- _Input material_

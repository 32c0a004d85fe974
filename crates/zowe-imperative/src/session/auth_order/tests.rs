//! Tests for auth order resolution

use super::*;
use crate::config::vault::{MemoryVault, MockCredentialVault};
use crate::session::config::CredentialSource;

fn basic_and_token_args() -> CommandArguments {
    CommandArguments::new()
        .with("user", "alice")
        .with("password", "pw1")
        .with("tokenType", "jwtToken")
        .with("tokenValue", "tok123")
}

#[test]
fn test_default_order_is_basic_first() {
    let mut sess = SessionConfig::new();
    cache_creds_and_auth_order(&mut sess, &CommandArguments::new());

    assert_eq!(
        sess.auth_type_order,
        vec![AuthType::Basic, AuthType::Token, AuthType::Bearer, AuthType::CertPem]
    );
    assert!(!sess.auth_cache.did_user_set_auth_order);
}

#[test]
fn test_default_order_token_first() {
    let mut sess = SessionConfig::new();
    assert!(cache_default_auth_order(&mut sess, AuthType::Token));
    assert_eq!(sess.auth_type_order[0], AuthType::Token);
    assert!(!sess.auth_type_order.contains(&AuthType::None));
}

#[test]
fn test_user_auth_order_is_parsed_trimmed_and_deduped() {
    let mut sess = SessionConfig::new();
    let args = CommandArguments::new().with("authOrder", " token, bogus ,basic,token ");
    cache_creds_and_auth_order(&mut sess, &args);

    assert_eq!(sess.auth_type_order, vec![AuthType::Token, AuthType::Basic]);
    assert!(sess.auth_cache.did_user_set_auth_order);
}

#[test]
fn test_all_invalid_auth_order_falls_back_to_default() {
    let mut sess = SessionConfig::new();
    let args = CommandArguments::new().with("authOrder", "kerberos");
    cache_creds_and_auth_order(&mut sess, &args);

    assert_eq!(sess.auth_type_order[0], AuthType::Basic);
    assert!(!sess.auth_cache.did_user_set_auth_order);
}

#[test]
fn test_user_order_is_sticky() {
    let mut sess = SessionConfig::new();
    let args = CommandArguments::new().with("authOrder", "cert-pem,basic");
    cache_creds_and_auth_order(&mut sess, &args);

    assert!(!cache_default_auth_order(&mut sess, AuthType::Token));
    cache_creds_and_auth_order(&mut sess, &CommandArguments::new().with("authOrder", "token"));
    assert_eq!(sess.auth_type_order, vec![AuthType::CertPem, AuthType::Basic]);
}

#[test]
fn test_first_match_token_before_basic() {
    let mut sess = SessionConfig::new().with_auth_type_order(vec![AuthType::Token, AuthType::Basic]);
    add_creds_to_session(&mut sess, &basic_and_token_args());

    assert_eq!(sess.auth_type, Some(AuthType::Token));
    assert_eq!(sess.token_value.as_deref(), Some("tok123"));
    assert!(sess.user.is_none());
    assert!(sess.password.is_none());
}

#[test]
fn test_first_match_basic_before_token() {
    let mut sess = SessionConfig::new().with_auth_type_order(vec![AuthType::Basic, AuthType::Token]);
    add_creds_to_session(&mut sess, &basic_and_token_args());

    assert_eq!(sess.auth_type, Some(AuthType::Basic));
    assert_eq!(sess.user.as_deref(), Some("alice"));
    assert_eq!(sess.base64_encoded_auth.as_deref(), Some("YWxpY2U6cHcx"));
    assert!(sess.token_value.is_none());
    assert!(sess.token_type.is_none());
}

#[test]
fn test_session_value_wins_over_argument() {
    let mut sess = SessionConfig::new().with_basic_creds("bob", "secret");
    add_creds_to_session(&mut sess, &basic_and_token_args());

    assert_eq!(sess.auth_cache.available_creds["user"], "bob");
    assert_eq!(sess.user.as_deref(), Some("bob"));
}

#[test]
fn test_bearer_needs_no_token_type() {
    let mut sess = SessionConfig::new();
    add_creds_to_session(&mut sess, &CommandArguments::new().with("tokenValue", "tok"));
    assert_eq!(sess.auth_type, Some(AuthType::Bearer));
}

#[test]
fn test_cert_args_use_file_names() {
    let mut sess = SessionConfig::new();
    let args = CommandArguments::new()
        .with("certFile", "/certs/me.pem")
        .with("certKeyFile", "/certs/me.key");
    add_creds_to_session(&mut sess, &args);

    assert_eq!(sess.auth_type, Some(AuthType::CertPem));
    assert_eq!(sess.cert.as_deref(), Some("/certs/me.pem"));
    assert_eq!(sess.cert_key.as_deref(), Some("/certs/me.key"));
}

#[test]
fn test_no_creds_gives_none() {
    let mut sess = SessionConfig::new().with_hostname("lpar1");
    add_creds_to_session(&mut sess, &CommandArguments::new().with("user", "alice"));

    assert_eq!(sess.auth_type, Some(AuthType::None));
    // the partial credential stays cached but leaves the session
    assert!(sess.user.is_none());
    assert_eq!(sess.auth_cache.available_creds["user"], "alice");
}

#[test]
fn test_none_in_order_always_matches() {
    let mut sess = SessionConfig::new();
    let args = CommandArguments::new().with("authOrder", "none,basic");
    add_creds_to_session(&mut sess, &args.with("user", "a").with("password", "b"));
    assert_eq!(sess.auth_type, Some(AuthType::None));
}

#[test]
fn test_creds_outside_order_are_pruned() {
    let mut sess = SessionConfig::new();
    let args = basic_and_token_args().with("authOrder", "basic");
    add_creds_to_session(&mut sess, &args);

    let creds = &sess.auth_cache.available_creds;
    assert!(creds.contains_key("user"));
    assert!(!creds.contains_key("tokenValue"));
    assert!(!creds.contains_key("tokenType"));
}

#[test]
fn test_request_token_uses_basic_login() {
    let mut sess = SessionConfig::new();
    making_request_for_token(&mut sess);
    add_creds_to_session(&mut sess, &basic_and_token_args());

    assert_eq!(sess.auth_type, Some(AuthType::Token));
    assert_eq!(sess.auth_cache.auth_type_to_request_token, Some(AuthType::Basic));
    assert_eq!(sess.user.as_deref(), Some("alice"));
    assert!(sess.token_value.is_none());

    remove_request_for_token(&mut sess);
    assert!(!is_requesting_token(&sess));
}

#[test]
fn test_request_token_keeps_login_creds_outside_order() {
    let mut sess = SessionConfig::new();
    making_request_for_token(&mut sess);
    let args = basic_and_token_args().with("authOrder", "token");
    add_creds_to_session(&mut sess, &args);

    assert_eq!(sess.auth_type, Some(AuthType::Token));
    assert_eq!(sess.auth_cache.auth_type_to_request_token, Some(AuthType::Basic));
}

#[test]
fn test_put_top_auth_in_session() {
    let mut sess = SessionConfig::new();
    add_creds_to_session(&mut sess, &basic_and_token_args());
    assert_eq!(sess.auth_type, Some(AuthType::Basic));

    sess.auth_type_order = vec![AuthType::Token];
    sess.auth_cache.did_user_set_auth_order = true;
    put_top_auth_in_session(&mut sess);

    assert_eq!(sess.auth_type, Some(AuthType::Token));
    assert_eq!(sess.token_value.as_deref(), Some("tok123"));
    assert!(sess.user.is_none());
}

#[test]
fn test_clear_auth_cache() {
    let mut sess = SessionConfig::new();
    add_creds_to_session(&mut sess, &basic_and_token_args());
    clear_auth_cache(&mut sess);
    assert!(sess.auth_cache.available_creds.is_empty());
    assert!(!sess.auth_cache.did_user_set_auth_order);
}

#[test]
fn test_get_prop_nm_for() {
    assert_eq!(get_prop_nm_for("hostname", PropUse::Profile), "host");
    assert_eq!(get_prop_nm_for("host", PropUse::SessCfg), "hostname");
    assert_eq!(get_prop_nm_for("certKey", PropUse::CmdArgs), "certKeyFile");
    assert_eq!(get_prop_nm_for("certFile", PropUse::SessCfg), "cert");
    assert_eq!(get_prop_nm_for("port", PropUse::Profile), "port");
}

#[tokio::test]
async fn test_async_merge_is_idempotent() {
    let mut sess = SessionConfig::new();
    let args = basic_and_token_args();

    add_creds_to_session_async(&mut sess, &args, None).await.unwrap();
    let first_creds = sess.auth_cache.available_creds.clone();
    let first_type = sess.auth_type;

    add_creds_to_session_async(&mut sess, &args, None).await.unwrap();
    assert_eq!(sess.auth_cache.available_creds, first_creds);
    assert_eq!(sess.auth_type, first_type);
}

#[tokio::test]
async fn test_async_merge_materializes_certificates() {
    let vault = MemoryVault::new()
        .with_entry("acct/cert", "CERT PEM")
        .with_entry("acct/certKey", "KEY PEM");
    let mut sess = SessionConfig::new().with_cert_accounts(
        CredentialSource::deferred(|| async { Ok("acct".to_string()) }),
        CredentialSource::literal("acct"),
    );

    add_creds_to_session_async(&mut sess, &CommandArguments::new(), Some(&vault))
        .await
        .unwrap();

    assert_eq!(sess.auth_type, Some(AuthType::CertPem));
    assert_eq!(sess.auth_cache.temp_files.len(), 2);
    let cert_path = sess.cert.clone().unwrap();
    assert_eq!(std::fs::read_to_string(&cert_path).unwrap(), "CERT PEM");
    assert!(
        std::path::Path::new(&cert_path)
            .file_name()
            .unwrap()
            .to_string_lossy()
            .starts_with("zowe-cert-")
    );

    // a second merge reuses the files it already wrote
    add_creds_to_session_async(&mut sess, &CommandArguments::new(), Some(&vault))
        .await
        .unwrap();
    assert_eq!(sess.auth_cache.temp_files.len(), 2);

    let paths = sess.auth_cache.temp_files.clone();
    remove_temp_files(&mut sess);
    assert!(sess.auth_cache.temp_files.is_empty());
    assert!(paths.iter().all(|p| !p.exists()));
}

#[tokio::test]
async fn test_async_merge_falls_back_to_profile_account() {
    let vault = MemoryVault::new()
        .with_entry("lpar1.zosmf/cert", "CERT")
        .with_entry("lpar1.zosmf/certKey", "KEY");
    let mut sess = SessionConfig::new();
    sess.profile = Some("lpar1.zosmf".to_string());

    add_creds_to_session_async(&mut sess, &CommandArguments::new(), Some(&vault))
        .await
        .unwrap();
    assert_eq!(sess.auth_type, Some(AuthType::CertPem));
    remove_temp_files(&mut sess);
}

#[tokio::test]
async fn test_async_lookup_failure_propagates() {
    let mut vault = MockCredentialVault::new();
    vault
        .expect_load_certificate()
        .returning(|_| Err(ImperativeError::credential("vault locked")));
    vault.expect_load_certificate_key().never();

    let mut sess = SessionConfig::new().with_hostname("lpar1");
    sess.account = Some("acct".to_string());

    let err = add_creds_to_session_async(&mut sess, &CommandArguments::new(), Some(&vault))
        .await
        .unwrap_err();
    assert!(matches!(err, ImperativeError::Credential { .. }));
    assert!(sess.auth_cache.available_creds.is_empty());
    assert!(sess.cert.is_none());
}

#[tokio::test]
async fn test_no_vault_lookup_when_cert_given() {
    let mut vault = MockCredentialVault::new();
    vault.expect_load_certificate().never();

    let mut sess = SessionConfig::new();
    sess.account = Some("acct".to_string());
    let args = CommandArguments::new()
        .with("certFile", "/c.pem")
        .with("certKeyFile", "/k.pem");

    add_creds_to_session_async(&mut sess, &args, Some(&vault)).await.unwrap();
    assert_eq!(sess.auth_type, Some(AuthType::CertPem));
}

#[test]
fn test_remove_temp_files_from_keeps_earlier_files() {
    let dir = tempfile::TempDir::new().unwrap();
    let kept = dir.path().join("caller.pem");
    let created = dir.path().join("created.pem");
    std::fs::write(&kept, "a").unwrap();
    std::fs::write(&created, "b").unwrap();

    let mut sess = SessionConfig::new();
    sess.auth_cache.temp_files = vec![kept.clone(), created.clone()];
    remove_temp_files_from(&mut sess, 1);

    assert_eq!(sess.auth_cache.temp_files, vec![kept.clone()]);
    assert!(kept.exists());
    assert!(!created.exists());
}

- _Directions_
Scan the entries above for the line containing "filename crates/zowe-imperative/src/session/auth_order/tests.rs", and copy it and all lines after it exactly, down to and including the line containing "fn basic_and_token_args() ->".

- _Answer box_
filename crates/zowe-imperative/src/session/auth_order/tests.rs
//! Tests for auth order resolution

use super::*;
use crate::config::vault::{MemoryVault, MockCredentialVault};
use crate::session::config::CredentialSource;

fn basic_and_token_args() -> CommandArguments {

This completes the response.